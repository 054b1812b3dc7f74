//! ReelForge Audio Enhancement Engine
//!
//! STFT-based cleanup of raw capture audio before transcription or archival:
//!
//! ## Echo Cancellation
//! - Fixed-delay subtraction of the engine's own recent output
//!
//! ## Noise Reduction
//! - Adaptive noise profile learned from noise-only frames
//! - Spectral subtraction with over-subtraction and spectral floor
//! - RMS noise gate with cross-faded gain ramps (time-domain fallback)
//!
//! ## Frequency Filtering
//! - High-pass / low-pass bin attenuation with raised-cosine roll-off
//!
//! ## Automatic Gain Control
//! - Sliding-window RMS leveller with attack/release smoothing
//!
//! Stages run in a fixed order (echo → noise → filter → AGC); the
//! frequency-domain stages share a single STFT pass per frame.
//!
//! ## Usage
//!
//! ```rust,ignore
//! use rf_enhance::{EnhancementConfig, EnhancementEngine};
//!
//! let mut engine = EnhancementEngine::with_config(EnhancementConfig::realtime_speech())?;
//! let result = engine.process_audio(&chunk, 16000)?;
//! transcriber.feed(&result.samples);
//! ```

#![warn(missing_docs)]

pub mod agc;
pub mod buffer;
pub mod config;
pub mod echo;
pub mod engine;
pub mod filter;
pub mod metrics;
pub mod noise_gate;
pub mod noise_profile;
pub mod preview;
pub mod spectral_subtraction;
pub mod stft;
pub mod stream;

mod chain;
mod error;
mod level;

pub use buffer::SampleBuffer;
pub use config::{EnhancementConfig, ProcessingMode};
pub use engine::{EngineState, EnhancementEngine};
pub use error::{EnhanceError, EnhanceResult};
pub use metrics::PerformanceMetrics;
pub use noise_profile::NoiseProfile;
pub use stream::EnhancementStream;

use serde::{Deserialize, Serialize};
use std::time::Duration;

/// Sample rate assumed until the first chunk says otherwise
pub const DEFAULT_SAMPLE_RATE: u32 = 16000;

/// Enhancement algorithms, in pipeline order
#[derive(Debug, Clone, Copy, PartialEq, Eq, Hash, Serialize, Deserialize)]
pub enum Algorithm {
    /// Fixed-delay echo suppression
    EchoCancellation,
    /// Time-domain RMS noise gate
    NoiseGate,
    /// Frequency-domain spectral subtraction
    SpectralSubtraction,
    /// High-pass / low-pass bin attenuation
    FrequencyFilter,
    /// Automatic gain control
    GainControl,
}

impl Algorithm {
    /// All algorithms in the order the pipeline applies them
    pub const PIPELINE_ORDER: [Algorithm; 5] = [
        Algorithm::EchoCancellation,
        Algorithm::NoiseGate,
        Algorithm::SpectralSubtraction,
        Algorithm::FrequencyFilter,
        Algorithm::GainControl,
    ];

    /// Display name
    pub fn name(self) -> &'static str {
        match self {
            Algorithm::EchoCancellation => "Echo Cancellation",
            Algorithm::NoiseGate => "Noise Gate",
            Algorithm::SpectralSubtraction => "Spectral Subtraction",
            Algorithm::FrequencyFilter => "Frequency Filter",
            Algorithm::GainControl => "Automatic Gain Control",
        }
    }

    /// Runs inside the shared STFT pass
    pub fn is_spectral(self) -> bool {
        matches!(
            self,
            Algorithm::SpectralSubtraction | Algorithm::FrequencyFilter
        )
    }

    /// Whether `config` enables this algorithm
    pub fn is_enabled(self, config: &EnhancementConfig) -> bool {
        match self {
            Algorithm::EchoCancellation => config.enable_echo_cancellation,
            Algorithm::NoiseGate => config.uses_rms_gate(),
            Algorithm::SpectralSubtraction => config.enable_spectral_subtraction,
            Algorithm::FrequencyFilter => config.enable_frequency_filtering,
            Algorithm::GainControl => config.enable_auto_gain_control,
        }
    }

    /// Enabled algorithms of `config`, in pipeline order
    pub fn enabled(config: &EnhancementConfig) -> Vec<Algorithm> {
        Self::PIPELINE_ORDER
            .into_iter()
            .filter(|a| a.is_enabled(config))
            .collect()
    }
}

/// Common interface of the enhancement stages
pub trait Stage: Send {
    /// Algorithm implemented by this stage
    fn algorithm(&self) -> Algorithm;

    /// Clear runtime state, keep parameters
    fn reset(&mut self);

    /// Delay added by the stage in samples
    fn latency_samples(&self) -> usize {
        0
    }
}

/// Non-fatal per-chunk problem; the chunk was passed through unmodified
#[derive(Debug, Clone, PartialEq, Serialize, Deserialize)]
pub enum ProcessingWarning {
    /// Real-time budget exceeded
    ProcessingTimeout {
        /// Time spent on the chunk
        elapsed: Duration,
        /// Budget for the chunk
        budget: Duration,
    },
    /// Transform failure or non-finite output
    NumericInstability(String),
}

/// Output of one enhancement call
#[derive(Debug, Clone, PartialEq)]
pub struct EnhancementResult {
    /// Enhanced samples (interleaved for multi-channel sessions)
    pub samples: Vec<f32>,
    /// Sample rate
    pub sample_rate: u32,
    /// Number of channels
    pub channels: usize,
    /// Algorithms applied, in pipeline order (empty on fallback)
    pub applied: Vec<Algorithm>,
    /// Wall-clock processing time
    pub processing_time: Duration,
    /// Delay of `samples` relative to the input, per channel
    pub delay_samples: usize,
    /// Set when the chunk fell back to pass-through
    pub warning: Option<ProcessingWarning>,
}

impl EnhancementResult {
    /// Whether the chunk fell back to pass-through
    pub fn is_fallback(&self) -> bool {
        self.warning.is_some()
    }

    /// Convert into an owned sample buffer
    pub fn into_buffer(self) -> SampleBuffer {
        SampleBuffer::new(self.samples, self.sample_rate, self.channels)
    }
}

■ ■ ■ ■

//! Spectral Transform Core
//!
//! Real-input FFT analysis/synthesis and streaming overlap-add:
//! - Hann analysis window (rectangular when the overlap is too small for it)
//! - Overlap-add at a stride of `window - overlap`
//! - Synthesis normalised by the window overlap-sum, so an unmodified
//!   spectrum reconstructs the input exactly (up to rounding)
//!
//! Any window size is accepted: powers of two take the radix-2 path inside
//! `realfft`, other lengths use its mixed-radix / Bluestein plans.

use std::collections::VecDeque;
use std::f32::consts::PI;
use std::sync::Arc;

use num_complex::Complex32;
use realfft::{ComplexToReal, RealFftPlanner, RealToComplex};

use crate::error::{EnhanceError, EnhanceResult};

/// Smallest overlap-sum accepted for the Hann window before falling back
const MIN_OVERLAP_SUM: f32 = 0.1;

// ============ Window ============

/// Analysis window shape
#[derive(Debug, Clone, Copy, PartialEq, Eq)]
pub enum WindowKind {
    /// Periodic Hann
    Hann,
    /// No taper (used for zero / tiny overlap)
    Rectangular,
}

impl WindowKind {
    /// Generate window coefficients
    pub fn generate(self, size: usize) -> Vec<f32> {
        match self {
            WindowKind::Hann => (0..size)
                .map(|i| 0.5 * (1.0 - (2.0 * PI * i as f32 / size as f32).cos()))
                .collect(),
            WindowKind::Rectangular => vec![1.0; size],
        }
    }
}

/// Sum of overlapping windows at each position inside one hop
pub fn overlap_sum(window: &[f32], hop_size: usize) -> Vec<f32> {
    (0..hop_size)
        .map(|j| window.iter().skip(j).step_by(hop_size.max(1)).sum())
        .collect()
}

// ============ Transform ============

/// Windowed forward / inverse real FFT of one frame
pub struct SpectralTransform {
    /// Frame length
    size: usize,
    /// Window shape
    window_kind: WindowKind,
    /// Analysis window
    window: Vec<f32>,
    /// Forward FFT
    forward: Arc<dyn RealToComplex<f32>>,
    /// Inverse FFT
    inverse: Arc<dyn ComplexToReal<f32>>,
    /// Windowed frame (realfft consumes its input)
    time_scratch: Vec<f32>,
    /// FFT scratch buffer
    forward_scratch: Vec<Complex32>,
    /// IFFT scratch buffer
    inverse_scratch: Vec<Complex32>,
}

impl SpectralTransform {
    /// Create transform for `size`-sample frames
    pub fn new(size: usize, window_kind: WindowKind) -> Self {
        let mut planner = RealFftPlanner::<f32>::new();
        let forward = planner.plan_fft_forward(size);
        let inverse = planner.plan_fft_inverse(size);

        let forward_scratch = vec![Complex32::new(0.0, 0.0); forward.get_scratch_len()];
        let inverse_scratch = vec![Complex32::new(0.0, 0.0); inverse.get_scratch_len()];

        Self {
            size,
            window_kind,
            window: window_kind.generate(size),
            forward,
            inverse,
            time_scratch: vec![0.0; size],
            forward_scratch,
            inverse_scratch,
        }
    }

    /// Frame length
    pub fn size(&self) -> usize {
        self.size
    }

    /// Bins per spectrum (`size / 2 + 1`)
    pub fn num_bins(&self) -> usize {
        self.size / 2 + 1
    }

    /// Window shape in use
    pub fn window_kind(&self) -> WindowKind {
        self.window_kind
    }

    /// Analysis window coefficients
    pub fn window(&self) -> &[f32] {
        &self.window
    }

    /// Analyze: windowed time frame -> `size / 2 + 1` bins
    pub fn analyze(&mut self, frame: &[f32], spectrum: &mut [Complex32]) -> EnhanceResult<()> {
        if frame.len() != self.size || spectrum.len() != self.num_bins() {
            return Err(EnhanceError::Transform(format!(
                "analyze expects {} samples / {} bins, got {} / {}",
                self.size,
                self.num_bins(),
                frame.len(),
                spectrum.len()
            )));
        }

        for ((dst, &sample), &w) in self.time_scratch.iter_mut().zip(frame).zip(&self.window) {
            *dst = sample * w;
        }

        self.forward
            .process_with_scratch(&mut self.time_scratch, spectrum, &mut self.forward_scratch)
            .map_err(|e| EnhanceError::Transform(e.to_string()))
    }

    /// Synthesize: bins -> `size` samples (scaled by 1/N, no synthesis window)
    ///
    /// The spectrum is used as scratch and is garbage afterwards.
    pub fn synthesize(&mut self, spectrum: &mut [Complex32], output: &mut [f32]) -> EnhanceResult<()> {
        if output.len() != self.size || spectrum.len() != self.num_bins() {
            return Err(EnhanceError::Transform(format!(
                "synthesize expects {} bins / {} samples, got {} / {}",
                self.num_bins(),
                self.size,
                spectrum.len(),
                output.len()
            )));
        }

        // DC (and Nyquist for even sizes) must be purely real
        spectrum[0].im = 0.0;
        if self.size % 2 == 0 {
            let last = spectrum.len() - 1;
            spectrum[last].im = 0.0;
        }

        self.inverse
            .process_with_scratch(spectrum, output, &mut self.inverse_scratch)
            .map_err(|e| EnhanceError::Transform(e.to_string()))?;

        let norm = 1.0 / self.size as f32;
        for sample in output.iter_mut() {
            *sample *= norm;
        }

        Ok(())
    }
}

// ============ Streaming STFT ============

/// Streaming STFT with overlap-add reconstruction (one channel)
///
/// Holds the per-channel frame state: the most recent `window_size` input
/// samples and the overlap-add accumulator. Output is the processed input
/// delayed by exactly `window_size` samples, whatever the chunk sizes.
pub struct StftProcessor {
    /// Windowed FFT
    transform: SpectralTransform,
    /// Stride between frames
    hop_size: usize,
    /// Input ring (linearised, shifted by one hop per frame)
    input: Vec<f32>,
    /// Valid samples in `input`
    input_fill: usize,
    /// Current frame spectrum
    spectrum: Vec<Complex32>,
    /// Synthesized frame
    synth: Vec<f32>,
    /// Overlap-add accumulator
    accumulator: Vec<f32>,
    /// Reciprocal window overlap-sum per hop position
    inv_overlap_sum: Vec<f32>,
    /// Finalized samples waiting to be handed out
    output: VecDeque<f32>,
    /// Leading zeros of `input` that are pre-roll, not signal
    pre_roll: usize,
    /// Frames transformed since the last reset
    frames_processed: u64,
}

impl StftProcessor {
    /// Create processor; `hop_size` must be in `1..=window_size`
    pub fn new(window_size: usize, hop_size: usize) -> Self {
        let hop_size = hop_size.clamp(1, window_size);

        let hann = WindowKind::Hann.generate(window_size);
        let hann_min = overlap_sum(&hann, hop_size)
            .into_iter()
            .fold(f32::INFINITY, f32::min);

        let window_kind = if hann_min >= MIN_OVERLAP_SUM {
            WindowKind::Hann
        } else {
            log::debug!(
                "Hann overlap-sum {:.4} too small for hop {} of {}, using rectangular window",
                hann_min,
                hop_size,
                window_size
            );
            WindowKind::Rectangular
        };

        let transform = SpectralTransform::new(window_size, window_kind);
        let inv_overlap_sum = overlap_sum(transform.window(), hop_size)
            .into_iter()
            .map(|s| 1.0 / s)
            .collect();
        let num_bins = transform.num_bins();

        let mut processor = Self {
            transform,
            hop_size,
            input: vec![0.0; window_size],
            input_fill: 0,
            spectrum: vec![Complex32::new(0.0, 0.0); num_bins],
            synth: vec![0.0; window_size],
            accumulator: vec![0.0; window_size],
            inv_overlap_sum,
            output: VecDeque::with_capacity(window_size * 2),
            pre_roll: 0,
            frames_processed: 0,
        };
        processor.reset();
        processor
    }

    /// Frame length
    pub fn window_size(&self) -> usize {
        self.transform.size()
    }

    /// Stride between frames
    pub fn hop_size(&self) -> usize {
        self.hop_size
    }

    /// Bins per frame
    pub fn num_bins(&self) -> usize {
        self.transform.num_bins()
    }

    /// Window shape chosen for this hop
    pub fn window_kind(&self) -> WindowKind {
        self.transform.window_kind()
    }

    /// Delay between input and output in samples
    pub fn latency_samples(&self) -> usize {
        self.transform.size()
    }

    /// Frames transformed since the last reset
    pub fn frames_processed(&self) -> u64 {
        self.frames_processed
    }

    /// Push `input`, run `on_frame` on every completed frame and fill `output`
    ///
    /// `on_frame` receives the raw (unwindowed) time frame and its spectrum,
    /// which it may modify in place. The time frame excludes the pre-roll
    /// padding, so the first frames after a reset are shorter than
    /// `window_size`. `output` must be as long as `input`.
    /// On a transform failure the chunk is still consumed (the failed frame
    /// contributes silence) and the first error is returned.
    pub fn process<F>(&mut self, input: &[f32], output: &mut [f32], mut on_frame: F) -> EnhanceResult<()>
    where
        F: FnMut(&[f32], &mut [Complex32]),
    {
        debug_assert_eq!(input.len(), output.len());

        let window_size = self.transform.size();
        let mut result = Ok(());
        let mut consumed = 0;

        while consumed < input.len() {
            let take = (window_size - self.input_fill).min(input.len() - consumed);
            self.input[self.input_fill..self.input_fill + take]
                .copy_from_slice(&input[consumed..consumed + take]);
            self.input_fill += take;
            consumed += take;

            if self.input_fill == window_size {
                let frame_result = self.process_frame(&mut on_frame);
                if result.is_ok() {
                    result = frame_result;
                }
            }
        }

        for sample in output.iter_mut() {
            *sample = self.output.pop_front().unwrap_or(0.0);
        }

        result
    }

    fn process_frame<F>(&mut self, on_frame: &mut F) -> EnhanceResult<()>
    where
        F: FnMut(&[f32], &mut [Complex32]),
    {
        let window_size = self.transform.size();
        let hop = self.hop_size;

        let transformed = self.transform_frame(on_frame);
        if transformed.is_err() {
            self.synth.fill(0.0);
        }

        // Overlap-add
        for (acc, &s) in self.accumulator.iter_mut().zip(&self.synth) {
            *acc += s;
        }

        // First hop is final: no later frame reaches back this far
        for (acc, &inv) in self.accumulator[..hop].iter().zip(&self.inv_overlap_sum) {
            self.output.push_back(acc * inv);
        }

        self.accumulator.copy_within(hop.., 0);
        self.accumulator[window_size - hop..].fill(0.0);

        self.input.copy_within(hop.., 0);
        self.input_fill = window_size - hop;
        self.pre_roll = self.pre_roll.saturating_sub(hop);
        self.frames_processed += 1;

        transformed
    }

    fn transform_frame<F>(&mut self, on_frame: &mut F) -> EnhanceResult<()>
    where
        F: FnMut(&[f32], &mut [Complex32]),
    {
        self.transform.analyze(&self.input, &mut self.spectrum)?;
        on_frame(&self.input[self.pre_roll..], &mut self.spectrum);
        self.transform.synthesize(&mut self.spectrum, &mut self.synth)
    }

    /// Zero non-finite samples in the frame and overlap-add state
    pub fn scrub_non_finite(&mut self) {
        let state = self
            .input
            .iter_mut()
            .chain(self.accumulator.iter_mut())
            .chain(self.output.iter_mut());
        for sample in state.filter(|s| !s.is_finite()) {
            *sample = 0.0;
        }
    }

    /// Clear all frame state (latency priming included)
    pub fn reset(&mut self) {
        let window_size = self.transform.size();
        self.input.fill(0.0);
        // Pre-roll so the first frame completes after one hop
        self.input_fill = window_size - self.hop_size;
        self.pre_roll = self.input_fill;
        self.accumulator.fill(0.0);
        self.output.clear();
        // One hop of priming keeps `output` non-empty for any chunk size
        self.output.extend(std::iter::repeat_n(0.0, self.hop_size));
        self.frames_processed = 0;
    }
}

■ ■ ■ ■

What the task requires
Throughout the material above, count each line holding "SpectralTransform" and answer with the total alone.

Answer box
4